WHAT IS BEING ASKED: Transcribe the records in full, keeping every character as it is.

INPUT:

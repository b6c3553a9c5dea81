//! Raw XML node types for round-trip preservation

use quick_xml::events::{BytesCData, BytesText, Event};
use quick_xml::{Reader, Writer};
use std::io::{BufRead, Write};

use crate::error::{DecodeError, EncodeError};
use crate::xml::{local_name, next_child, Child, XmlTag};

/// Raw XML node for preserving unknown content during round-trip.
///
/// Textual variants hold the source form (still escaped) so that writing
/// them back reproduces the input exactly.
#[derive(Clone, Debug, PartialEq, Eq)]
pub enum RawXmlNode {
    /// Element node
    Element(RawXmlElement),
    /// Character data, escaped as in the source
    Text(String),
    /// `<![CDATA[...]]>` content
    CData(String),
    /// Comment body
    Comment(String),
    /// Processing instruction body (`<?...?>`)
    Instruction(String),
    /// XML declaration body (`<?xml ...?>`)
    Declaration(String),
    /// Document type declaration body
    DocType(String),
}

/// Raw XML element with attributes and children
#[derive(Clone, Debug, PartialEq, Eq)]
pub struct RawXmlElement {
    /// Start tag (name, attributes, self-closing flag)
    pub tag: XmlTag,
    /// Child nodes
    pub children: Vec<RawXmlNode>,
}

impl RawXmlElement {
    /// Create a new empty element
    pub fn new(name: impl Into<String>) -> Self {
        Self {
            tag: XmlTag::new(name),
            children: Vec::new(),
        }
    }

    /// Read a complete element whose start tag has already been consumed
    pub fn decode<R: BufRead>(reader: &mut Reader<R>, tag: XmlTag) -> Result<Self, DecodeError> {
        let mut element = Self {
            tag,
            children: Vec::new(),
        };
        if element.tag.self_closing {
            return Ok(element);
        }

        let mut buf = Vec::new();
        let name = element.tag.name.clone();
        while let Some(child) = next_child(reader, &mut buf, &name)? {
            match child {
                Child::Element(tag) => {
                    let nested = Self::decode(reader, tag)?;
                    element.children.push(RawXmlNode::Element(nested));
                }
                Child::Node(node) => element.children.push(node),
            }
        }

        Ok(element)
    }

    /// Qualified element name
    pub fn name(&self) -> &str {
        &self.tag.name
    }

    /// Local element name
    pub fn local_name(&self) -> &str {
        self.tag.local_name()
    }

    /// Unescaped attribute value by local name
    pub fn attr(&self, local: &str) -> Option<String> {
        self.tag.attr(local)
    }

    /// Set an attribute (qualified name), keeping position if it already exists
    pub fn set_attr(&mut self, name: &str, value: &str) {
        self.tag.set_attr(name, value);
    }

    /// Child elements, skipping text and comments
    pub fn elements(&self) -> impl Iterator<Item = &RawXmlElement> {
        self.children.iter().filter_map(RawXmlNode::as_element)
    }

    /// First child element with the given local name
    pub fn find(&self, local: &str) -> Option<&RawXmlElement> {
        self.elements().find(|e| e.local_name() == local)
    }

    /// First descendant element (depth-first) with the given local name
    pub fn find_descendant(&self, local: &str) -> Option<&RawXmlElement> {
        for child in self.elements() {
            if child.local_name() == local {
                return Some(child);
            }
            if let Some(found) = child.find_descendant(local) {
                return Some(found);
            }
        }
        None
    }

    /// Write element to XML writer
    pub fn write_to<W: Write>(&self, writer: &mut Writer<W>) -> Result<(), EncodeError> {
        if self.children.is_empty() && self.tag.self_closing {
            return self.tag.write_start(writer, true);
        }
        self.tag.write_start(writer, false)?;
        for child in &self.children {
            child.write_to(writer)?;
        }
        self.tag.write_end(writer)
    }

    /// Add an attribute
    pub fn with_attr(mut self, name: &str, value: &str) -> Self {
        self.tag.set_attr(name, value);
        self
    }

    /// Add a child element
    pub fn with_child(mut self, child: RawXmlElement) -> Self {
        self.children.push(RawXmlNode::Element(child));
        self
    }
}

impl RawXmlNode {
    /// Element view of this node
    pub fn as_element(&self) -> Option<&RawXmlElement> {
        match self {
            RawXmlNode::Element(e) => Some(e),
            _ => None,
        }
    }

    /// Local name when this node is an element
    pub fn element_name(&self) -> Option<&str> {
        self.as_element().map(|e| local_name(e.name()))
    }

    /// Write node to XML writer
    pub fn write_to<W: Write>(&self, writer: &mut Writer<W>) -> Result<(), EncodeError> {
        match self {
            RawXmlNode::Element(e) => return e.write_to(writer),
            RawXmlNode::Text(t) => {
                writer.write_event(Event::Text(BytesText::from_escaped(t.as_str())))?;
            }
            RawXmlNode::CData(c) => {
                writer.write_event(Event::CData(BytesCData::new(c.as_str())))?;
            }
            RawXmlNode::Comment(c) => {
                writer.write_event(Event::Comment(BytesText::from_escaped(c.as_str())))?;
            }
            RawXmlNode::DocType(d) => {
                writer.write_event(Event::DocType(BytesText::from_escaped(d.as_str())))?;
            }
            RawXmlNode::Instruction(body) | RawXmlNode::Declaration(body) => {
                let out = writer.get_mut();
                out.write_all(b"<?")?;
                out.write_all(body.as_bytes())?;
                out.write_all(b"?>")?;
            }
        }
        Ok(())
    }
}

ANSWER SECTION:
repository b6c3553a9c5dea81
//! Raw XML node types for round-trip preservation

use quick_xml::events::{BytesCData, BytesText, Event};
use quick_xml::{Reader, Writer};
use std::io::{BufRead, Write};

use crate::error::{DecodeError, EncodeError};
use crate::xml::{local_name, next_child, Child, XmlTag};

/// Raw XML node for preserving unknown content during round-trip.
///
/// Textual variants hold the source form (still escaped) so that writing
/// them back reproduces the input exactly.
#[derive(Clone, Debug, PartialEq, Eq)]
pub enum RawXmlNode {
    /// Element node
    Element(RawXmlElement),
    /// Character data, escaped as in the source
    Text(String),
    /// `<![CDATA[...]]>` content
    CData(String),
    /// Comment body
    Comment(String),
    /// Processing instruction body (`<?...?>`)
    Instruction(String),
    /// XML declaration body (`<?xml ...?>`)
    Declaration(String),
    /// Document type declaration body
    DocType(String),
}

/// Raw XML element with attributes and children
#[derive(Clone, Debug, PartialEq, Eq)]
pub struct RawXmlElement {
    /// Start tag (name, attributes, self-closing flag)
    pub tag: XmlTag,
    /// Child nodes
    pub children: Vec<RawXmlNode>,
}

impl RawXmlElement {
    /// Create a new empty element
    pub fn new(name: impl Into<String>) -> Self {
        Self {
            tag: XmlTag::new(name),
            children: Vec::new(),
        }
    }

    /// Read a complete element whose start tag has already been consumed
    pub fn decode<R: BufRead>(reader: &mut Reader<R>, tag: XmlTag) -> Result<Self, DecodeError> {
        let mut element = Self {
            tag,
            children: Vec::new(),
        };
        if element.tag.self_closing {
            return Ok(element);
        }

        let mut buf = Vec::new();
        let name = element.tag.name.clone();
        while let Some(child) = next_child(reader, &mut buf, &name)? {
            match child {
                Child::Element(tag) => {
                    let nested = Self::decode(reader, tag)?;
                    element.children.push(RawXmlNode::Element(nested));
                }
                Child::Node(node) => element.children.push(node),
            }
        }

        Ok(element)
    }

    /// Qualified element name
    pub fn name(&self) -> &str {
        &self.tag.name
    }

    /// Local element name
    pub fn local_name(&self) -> &str {
        self.tag.local_name()
    }

    /// Unescaped attribute value by local name
    pub fn attr(&self, local: &str) -> Option<String> {
        self.tag.attr(local)
    }

    /// Set an attribute (qualified name), keeping position if it already exists
    pub fn set_attr(&mut self, name: &str, value: &str) {
        self.tag.set_attr(name, value);
    }

    /// Child elements, skipping text and comments
    pub fn elements(&self) -> impl Iterator<Item = &RawXmlElement> {
        self.children.iter().filter_map(RawXmlNode::as_element)
    }

    /// First child element with the given local name
    pub fn find(&self, local: &str) -> Option<&RawXmlElement> {
        self.elements().find(|e| e.local_name() == local)
    }

    /// First descendant element (depth-first) with the given local name
    pub fn find_descendant(&self, local: &str) -> Option<&RawXmlElement> {
        for child in self.elements() {
            if child.local_name() == local {
                return Some(child);
            }
            if let Some(found) = child.find_descendant(local) {
                return Some(found);
            }
        }
        None
    }

    /// Write element to XML writer
    pub fn write_to<W: Write>(&self, writer: &mut Writer<W>) -> Result<(), EncodeError> {
        if self.children.is_empty() && self.tag.self_closing {
            return self.tag.write_start(writer, true);
        }
        self.tag.write_start(writer, false)?;
        for child in &self.children {
            child.write_to(writer)?;
        }
        self.tag.write_end(writer)
    }

    /// Add an attribute
    pub fn with_attr(mut self, name: &str, value: &str) -> Self {
        self.tag.set_attr(name, value);
        self
    }

    /// Add a child element
    pub fn with_child(mut self, child: RawXmlElement) -> Self {
        self.children.push(RawXmlNode::Element(child));
        self
    }
}

impl RawXmlNode {
    /// Element view of this node
    pub fn as_element(&self) -> Option<&RawXmlElement> {
        match self {
            RawXmlNode::Element(e) => Some(e),
            _ => None,
        }
    }

    /// Local name when this node is an element
    pub fn element_name(&self) -> Option<&str> {
        self.as_element().map(|e| local_name(e.name()))
    }

    /// Write node to XML writer
    pub fn write_to<W: Write>(&self, writer: &mut Writer<W>) -> Result<(), EncodeError> {
        match self {
            RawXmlNode::Element(e) => return e.write_to(writer),
            RawXmlNode::Text(t) => {
                writer.write_event(Event::Text(BytesText::from_escaped(t.as_str())))?;
            }
            RawXmlNode::CData(c) => {
                writer.write_event(Event::CData(BytesCData::new(c.as_str())))?;
            }
            RawXmlNode::Comment(c) => {
                writer.write_event(Event::Comment(BytesText::from_escaped(c.as_str())))?;
            }
            RawXmlNode::DocType(d) => {
                writer.write_event(Event::DocType(BytesText::from_escaped(d.as_str())))?;
            }
            RawXmlNode::Instruction(body) | RawXmlNode::Declaration(body) => {
                let out = writer.get_mut();
                out.write_all(b"<?")?;
                out.write_all(body.as_bytes())?;
                out.write_all(b"?>")?;
            }
        }
        Ok(())
    }
}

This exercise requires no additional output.